### REQUIRED ACTION
The answer is to be one number: the count of lines in this listing that have the string "application".

### SUPPLIED ENTRIES

----

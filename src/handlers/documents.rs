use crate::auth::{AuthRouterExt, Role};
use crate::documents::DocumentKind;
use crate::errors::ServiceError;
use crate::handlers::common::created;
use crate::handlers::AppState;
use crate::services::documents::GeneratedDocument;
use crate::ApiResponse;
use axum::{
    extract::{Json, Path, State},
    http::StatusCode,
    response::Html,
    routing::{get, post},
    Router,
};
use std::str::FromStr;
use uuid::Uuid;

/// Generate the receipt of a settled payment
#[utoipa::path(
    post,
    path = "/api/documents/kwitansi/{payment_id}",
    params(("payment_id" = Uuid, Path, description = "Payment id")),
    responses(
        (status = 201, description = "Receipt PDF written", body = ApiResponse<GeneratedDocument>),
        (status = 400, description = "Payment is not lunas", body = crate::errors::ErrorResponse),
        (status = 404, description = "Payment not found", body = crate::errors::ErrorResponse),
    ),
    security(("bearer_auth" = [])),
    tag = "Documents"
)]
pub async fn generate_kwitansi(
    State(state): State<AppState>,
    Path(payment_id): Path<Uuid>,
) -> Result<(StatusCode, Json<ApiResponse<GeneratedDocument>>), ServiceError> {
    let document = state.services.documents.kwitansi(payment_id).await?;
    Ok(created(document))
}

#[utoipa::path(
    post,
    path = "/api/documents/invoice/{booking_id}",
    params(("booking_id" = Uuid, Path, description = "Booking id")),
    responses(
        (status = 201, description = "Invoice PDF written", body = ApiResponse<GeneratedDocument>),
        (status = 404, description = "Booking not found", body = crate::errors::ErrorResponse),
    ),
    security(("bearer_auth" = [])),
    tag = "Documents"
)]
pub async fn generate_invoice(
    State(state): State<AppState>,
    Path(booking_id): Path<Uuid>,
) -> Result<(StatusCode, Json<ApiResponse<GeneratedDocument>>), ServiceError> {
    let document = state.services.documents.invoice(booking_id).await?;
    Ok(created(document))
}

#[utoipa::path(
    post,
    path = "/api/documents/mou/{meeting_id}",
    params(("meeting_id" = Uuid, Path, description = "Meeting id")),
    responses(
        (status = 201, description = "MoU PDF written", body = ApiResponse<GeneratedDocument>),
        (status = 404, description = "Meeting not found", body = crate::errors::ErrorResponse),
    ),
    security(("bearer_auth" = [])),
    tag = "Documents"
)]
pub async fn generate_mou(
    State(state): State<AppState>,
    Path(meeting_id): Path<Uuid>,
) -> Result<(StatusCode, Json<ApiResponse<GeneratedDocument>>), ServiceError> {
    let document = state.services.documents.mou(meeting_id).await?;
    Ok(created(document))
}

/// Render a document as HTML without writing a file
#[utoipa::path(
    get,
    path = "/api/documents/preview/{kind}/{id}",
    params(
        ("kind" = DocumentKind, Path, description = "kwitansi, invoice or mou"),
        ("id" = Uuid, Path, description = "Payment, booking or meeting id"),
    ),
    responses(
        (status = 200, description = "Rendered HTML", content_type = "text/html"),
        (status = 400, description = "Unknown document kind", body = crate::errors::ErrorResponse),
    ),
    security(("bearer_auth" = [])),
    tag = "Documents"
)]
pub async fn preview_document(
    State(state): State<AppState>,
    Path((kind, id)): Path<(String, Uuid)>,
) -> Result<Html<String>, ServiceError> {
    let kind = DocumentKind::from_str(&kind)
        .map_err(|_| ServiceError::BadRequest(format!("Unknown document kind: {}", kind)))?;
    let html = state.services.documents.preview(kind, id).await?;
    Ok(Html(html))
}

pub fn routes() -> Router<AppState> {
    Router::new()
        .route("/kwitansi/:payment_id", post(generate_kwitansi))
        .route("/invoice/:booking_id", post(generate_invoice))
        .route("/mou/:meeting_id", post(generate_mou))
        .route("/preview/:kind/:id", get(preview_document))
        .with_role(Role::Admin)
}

----

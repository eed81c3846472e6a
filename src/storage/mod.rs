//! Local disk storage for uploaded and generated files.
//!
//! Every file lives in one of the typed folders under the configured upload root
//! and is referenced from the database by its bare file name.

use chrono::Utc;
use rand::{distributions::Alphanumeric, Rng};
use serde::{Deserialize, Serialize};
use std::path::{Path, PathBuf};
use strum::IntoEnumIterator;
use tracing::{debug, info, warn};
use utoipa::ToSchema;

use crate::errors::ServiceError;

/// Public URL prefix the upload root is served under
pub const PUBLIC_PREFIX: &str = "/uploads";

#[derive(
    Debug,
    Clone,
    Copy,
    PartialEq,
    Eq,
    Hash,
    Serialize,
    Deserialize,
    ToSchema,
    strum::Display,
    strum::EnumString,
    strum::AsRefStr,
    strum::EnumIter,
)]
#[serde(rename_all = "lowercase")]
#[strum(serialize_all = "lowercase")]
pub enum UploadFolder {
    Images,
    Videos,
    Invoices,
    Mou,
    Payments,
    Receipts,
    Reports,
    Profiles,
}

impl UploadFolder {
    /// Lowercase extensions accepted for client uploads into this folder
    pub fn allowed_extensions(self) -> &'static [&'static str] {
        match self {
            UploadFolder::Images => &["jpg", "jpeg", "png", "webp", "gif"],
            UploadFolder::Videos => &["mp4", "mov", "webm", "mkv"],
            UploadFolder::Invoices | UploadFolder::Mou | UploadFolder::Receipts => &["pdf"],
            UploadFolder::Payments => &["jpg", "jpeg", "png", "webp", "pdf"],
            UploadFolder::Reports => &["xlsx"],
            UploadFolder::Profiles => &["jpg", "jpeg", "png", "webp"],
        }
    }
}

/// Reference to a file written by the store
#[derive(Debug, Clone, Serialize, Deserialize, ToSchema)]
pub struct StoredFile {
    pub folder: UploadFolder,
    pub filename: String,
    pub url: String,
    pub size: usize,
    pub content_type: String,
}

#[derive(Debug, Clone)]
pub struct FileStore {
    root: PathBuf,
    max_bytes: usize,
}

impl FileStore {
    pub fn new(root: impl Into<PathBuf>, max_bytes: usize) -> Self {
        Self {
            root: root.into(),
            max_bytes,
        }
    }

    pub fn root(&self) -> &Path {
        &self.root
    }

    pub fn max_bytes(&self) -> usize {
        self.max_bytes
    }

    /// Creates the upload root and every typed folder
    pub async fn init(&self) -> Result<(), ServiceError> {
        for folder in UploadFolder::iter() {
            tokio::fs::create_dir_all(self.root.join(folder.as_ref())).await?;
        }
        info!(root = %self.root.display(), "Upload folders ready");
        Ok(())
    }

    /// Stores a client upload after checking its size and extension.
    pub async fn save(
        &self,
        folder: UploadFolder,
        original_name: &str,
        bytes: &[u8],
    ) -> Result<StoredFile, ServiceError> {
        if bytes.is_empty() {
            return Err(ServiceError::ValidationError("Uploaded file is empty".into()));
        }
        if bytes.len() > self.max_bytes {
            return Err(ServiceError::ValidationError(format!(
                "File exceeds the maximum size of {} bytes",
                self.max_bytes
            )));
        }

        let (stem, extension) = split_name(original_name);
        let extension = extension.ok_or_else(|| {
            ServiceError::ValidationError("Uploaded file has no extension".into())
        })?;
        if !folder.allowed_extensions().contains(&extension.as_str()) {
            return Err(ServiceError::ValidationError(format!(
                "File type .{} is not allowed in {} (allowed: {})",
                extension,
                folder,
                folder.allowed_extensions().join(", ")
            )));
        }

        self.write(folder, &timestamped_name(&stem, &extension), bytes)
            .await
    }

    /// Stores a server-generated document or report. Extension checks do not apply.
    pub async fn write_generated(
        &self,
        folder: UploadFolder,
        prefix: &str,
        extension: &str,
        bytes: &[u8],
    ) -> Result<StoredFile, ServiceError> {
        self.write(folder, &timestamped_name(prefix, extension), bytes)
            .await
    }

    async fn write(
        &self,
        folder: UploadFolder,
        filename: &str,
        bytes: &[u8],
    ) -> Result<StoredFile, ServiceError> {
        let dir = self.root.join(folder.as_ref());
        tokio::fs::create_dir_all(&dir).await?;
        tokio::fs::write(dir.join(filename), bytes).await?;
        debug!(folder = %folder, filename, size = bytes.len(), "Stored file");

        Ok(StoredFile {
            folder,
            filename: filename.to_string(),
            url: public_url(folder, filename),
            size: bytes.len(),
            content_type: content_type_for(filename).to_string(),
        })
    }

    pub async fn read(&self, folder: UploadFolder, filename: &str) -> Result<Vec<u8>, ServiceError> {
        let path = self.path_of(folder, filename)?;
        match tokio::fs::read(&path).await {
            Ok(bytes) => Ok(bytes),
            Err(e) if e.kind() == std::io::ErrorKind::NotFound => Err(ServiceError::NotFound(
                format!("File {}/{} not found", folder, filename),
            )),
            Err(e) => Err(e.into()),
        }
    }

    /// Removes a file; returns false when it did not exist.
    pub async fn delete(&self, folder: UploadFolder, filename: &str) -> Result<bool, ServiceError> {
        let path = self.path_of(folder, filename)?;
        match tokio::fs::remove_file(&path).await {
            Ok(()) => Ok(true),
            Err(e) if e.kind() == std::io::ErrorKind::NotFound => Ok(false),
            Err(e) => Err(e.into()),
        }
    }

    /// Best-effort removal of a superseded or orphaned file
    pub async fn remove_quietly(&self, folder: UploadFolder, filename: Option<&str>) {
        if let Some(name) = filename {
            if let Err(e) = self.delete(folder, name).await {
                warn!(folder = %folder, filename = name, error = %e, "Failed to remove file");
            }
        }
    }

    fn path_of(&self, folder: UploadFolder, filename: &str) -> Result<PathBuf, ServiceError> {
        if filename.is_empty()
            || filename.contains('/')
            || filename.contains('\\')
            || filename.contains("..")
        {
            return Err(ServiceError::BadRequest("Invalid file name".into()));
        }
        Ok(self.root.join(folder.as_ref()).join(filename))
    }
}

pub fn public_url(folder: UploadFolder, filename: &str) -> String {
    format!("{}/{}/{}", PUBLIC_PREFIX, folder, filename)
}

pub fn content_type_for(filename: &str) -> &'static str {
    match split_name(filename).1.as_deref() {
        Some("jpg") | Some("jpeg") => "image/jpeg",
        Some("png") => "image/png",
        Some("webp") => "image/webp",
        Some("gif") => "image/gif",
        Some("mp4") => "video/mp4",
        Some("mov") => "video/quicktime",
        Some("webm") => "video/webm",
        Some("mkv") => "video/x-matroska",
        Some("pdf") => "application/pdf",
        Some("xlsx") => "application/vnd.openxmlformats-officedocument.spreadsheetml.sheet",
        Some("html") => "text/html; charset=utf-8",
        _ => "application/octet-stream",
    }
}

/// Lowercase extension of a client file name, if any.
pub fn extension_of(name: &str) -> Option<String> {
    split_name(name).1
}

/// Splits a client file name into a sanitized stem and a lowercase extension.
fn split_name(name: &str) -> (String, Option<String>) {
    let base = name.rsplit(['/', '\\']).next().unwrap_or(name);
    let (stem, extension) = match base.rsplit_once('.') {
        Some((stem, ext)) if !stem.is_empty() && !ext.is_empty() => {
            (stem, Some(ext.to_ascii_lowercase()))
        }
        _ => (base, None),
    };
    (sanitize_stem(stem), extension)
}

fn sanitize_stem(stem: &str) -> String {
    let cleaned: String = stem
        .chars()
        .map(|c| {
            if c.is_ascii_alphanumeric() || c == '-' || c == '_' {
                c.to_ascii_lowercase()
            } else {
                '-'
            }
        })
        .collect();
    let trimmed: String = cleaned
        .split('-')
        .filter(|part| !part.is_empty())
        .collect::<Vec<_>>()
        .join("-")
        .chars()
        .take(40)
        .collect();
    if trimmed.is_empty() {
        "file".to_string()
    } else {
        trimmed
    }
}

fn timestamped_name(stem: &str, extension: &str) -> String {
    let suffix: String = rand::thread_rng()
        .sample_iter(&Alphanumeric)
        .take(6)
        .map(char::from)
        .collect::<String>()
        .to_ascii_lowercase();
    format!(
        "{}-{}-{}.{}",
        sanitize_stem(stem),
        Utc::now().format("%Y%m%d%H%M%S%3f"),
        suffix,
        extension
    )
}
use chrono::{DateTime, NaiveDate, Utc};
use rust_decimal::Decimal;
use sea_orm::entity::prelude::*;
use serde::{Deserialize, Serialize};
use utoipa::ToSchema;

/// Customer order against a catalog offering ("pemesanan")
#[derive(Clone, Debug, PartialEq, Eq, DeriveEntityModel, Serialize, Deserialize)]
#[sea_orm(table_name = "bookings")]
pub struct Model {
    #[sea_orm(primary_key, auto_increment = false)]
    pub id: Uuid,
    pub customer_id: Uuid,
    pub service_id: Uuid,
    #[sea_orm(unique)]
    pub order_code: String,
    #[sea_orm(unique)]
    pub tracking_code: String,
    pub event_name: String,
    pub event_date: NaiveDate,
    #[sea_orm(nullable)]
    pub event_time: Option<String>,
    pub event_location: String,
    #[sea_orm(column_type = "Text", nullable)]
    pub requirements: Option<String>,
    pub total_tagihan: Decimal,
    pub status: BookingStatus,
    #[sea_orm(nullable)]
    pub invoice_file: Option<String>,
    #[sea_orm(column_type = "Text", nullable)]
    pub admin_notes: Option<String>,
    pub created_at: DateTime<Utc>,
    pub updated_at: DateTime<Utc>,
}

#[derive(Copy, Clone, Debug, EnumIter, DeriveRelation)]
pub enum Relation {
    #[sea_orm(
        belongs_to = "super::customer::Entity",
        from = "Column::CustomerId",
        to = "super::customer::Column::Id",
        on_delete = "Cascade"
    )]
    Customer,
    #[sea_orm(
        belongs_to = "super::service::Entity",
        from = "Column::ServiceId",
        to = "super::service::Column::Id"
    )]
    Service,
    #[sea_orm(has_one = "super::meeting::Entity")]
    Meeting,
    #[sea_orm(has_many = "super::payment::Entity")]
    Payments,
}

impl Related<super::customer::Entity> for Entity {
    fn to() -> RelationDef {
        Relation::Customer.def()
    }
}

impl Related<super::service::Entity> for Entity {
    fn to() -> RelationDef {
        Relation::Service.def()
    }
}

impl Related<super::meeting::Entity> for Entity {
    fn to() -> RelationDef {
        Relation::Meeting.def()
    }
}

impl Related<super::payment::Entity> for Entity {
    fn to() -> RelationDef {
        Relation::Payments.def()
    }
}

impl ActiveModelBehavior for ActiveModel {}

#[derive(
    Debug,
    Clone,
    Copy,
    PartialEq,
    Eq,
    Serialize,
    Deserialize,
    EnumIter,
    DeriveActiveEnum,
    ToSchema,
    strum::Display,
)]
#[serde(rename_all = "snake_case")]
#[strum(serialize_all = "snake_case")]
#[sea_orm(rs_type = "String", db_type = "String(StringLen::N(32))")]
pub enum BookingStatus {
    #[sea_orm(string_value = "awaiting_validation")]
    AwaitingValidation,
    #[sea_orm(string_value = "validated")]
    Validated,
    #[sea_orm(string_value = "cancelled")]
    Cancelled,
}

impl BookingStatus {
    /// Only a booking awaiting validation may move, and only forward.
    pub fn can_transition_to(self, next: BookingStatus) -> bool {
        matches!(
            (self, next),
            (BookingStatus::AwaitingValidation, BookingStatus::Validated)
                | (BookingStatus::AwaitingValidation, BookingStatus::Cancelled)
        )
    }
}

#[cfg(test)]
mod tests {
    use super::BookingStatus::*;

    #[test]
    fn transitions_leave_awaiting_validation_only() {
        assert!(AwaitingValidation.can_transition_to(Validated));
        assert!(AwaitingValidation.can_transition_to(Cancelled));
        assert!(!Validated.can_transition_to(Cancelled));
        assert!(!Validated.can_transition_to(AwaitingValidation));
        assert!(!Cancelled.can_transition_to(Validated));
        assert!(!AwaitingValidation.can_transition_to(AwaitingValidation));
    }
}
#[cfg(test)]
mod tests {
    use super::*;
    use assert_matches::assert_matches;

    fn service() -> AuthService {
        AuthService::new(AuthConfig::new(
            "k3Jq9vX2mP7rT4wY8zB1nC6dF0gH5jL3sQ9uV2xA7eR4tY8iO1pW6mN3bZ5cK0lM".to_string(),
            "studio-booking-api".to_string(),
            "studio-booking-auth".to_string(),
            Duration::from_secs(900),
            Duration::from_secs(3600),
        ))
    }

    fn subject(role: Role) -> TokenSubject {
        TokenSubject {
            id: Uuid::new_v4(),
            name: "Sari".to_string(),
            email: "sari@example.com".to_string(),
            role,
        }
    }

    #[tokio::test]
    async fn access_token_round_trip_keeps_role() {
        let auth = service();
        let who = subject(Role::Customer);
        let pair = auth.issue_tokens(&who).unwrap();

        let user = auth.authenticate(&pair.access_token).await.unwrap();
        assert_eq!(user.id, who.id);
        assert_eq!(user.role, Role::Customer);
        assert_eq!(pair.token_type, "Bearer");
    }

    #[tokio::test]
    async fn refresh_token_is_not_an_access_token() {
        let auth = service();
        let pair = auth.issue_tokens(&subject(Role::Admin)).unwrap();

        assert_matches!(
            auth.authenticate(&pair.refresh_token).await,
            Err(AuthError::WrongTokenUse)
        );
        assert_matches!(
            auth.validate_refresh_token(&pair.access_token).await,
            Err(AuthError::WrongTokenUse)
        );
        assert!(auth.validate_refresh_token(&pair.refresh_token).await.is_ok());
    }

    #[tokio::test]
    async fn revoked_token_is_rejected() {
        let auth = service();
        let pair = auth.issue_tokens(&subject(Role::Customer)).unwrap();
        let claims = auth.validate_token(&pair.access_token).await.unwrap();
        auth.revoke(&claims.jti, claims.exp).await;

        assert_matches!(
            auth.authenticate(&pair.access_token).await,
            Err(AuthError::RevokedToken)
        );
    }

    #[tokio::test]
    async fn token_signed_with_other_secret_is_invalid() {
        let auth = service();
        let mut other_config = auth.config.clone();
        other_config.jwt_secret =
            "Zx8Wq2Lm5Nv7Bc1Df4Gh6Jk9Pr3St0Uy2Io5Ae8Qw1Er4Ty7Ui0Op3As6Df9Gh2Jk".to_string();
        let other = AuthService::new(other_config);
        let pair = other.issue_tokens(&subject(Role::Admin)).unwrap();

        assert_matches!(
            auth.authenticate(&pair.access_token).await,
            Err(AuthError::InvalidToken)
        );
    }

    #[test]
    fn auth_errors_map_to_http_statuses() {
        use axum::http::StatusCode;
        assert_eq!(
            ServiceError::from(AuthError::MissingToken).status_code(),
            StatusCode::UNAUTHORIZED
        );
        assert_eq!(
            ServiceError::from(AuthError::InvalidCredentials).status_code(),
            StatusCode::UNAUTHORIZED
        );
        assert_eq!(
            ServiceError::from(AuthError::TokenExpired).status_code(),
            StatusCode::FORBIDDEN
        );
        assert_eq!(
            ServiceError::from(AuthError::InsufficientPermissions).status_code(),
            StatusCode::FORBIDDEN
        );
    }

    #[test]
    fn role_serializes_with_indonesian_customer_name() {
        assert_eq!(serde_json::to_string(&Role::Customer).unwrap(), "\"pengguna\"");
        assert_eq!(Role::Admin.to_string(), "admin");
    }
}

----

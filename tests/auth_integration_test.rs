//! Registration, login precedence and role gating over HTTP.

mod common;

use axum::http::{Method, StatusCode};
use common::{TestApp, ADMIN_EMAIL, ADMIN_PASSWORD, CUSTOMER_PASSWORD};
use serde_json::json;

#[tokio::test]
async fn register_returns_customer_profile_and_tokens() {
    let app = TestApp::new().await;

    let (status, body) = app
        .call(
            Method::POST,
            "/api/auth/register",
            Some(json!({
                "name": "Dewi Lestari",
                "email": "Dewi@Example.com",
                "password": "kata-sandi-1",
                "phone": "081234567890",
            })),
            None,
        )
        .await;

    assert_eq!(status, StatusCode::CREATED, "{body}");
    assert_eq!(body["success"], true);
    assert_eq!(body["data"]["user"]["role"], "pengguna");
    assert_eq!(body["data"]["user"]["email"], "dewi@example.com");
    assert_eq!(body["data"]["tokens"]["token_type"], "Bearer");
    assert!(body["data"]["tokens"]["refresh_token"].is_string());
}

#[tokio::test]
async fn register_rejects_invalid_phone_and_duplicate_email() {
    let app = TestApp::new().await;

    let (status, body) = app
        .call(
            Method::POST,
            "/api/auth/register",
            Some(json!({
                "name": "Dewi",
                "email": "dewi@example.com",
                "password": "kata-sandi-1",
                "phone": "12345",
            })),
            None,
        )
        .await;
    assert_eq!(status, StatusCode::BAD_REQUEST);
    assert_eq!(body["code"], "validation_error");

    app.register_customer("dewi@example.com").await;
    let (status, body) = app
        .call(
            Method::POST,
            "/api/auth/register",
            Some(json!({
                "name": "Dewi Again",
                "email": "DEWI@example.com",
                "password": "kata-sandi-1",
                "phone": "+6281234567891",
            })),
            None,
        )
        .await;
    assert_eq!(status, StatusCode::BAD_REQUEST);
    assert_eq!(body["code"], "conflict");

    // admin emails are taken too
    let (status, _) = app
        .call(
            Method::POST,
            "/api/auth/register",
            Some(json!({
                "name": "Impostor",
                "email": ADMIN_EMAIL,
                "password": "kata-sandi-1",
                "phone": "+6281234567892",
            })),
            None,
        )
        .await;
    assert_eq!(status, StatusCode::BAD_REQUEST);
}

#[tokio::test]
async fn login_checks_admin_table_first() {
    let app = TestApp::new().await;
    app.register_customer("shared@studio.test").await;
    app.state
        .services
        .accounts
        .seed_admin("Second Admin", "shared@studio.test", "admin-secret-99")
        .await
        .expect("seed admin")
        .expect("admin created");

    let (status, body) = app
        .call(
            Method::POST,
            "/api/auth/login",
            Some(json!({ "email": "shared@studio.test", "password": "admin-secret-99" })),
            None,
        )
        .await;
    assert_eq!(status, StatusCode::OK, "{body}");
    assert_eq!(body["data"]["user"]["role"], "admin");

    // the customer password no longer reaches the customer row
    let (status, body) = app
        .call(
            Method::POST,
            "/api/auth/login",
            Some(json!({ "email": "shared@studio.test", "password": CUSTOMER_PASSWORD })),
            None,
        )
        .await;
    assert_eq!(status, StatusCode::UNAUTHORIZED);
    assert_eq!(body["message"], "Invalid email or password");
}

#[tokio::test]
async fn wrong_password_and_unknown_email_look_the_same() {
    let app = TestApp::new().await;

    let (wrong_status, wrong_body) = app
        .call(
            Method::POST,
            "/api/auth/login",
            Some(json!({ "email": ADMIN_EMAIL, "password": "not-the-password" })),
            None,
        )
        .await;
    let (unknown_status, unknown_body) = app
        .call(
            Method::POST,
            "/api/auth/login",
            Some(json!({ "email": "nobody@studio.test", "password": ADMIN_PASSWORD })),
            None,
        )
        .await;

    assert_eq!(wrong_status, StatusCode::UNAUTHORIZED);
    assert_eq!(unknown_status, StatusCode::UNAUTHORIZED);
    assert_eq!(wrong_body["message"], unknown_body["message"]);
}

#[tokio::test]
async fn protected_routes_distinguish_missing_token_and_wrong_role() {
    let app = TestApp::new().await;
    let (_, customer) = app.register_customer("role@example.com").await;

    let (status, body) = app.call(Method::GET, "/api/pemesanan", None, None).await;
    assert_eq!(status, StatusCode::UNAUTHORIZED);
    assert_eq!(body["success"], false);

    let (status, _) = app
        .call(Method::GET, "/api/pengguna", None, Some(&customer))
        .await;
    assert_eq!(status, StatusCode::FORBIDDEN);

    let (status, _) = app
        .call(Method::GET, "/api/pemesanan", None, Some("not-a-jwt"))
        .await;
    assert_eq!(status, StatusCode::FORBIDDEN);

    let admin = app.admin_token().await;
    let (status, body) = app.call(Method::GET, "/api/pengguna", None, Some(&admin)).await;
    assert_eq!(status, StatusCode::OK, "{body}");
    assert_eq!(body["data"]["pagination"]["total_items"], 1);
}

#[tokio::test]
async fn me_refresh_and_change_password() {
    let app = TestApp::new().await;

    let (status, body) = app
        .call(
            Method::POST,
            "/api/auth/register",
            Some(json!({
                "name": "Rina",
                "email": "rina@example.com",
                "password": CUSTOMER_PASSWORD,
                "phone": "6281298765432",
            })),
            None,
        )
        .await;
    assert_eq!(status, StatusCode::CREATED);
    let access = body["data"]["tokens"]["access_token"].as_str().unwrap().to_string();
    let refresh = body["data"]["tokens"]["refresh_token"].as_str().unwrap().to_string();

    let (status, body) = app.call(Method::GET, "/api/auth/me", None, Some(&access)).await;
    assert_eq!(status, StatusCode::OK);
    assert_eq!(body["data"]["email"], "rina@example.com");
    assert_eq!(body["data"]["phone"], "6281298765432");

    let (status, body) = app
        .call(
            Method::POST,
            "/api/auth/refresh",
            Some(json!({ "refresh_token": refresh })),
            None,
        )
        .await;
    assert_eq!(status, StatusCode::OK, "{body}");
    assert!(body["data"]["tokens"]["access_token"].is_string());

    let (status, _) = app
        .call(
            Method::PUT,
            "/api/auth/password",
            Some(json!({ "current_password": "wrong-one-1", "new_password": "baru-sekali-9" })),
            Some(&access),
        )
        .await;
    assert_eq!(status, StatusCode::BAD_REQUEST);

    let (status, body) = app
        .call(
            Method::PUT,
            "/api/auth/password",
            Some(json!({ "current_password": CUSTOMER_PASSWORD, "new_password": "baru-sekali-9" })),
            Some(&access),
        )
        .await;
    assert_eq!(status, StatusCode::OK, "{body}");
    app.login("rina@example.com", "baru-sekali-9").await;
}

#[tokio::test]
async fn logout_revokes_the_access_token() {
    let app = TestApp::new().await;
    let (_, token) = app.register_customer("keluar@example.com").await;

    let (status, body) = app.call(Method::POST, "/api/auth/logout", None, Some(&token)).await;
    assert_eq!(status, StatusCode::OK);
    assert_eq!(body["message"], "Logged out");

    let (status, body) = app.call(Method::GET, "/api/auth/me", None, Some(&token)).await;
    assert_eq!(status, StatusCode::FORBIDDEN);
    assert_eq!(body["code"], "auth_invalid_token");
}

----

### EXERCISE SOLUTION
3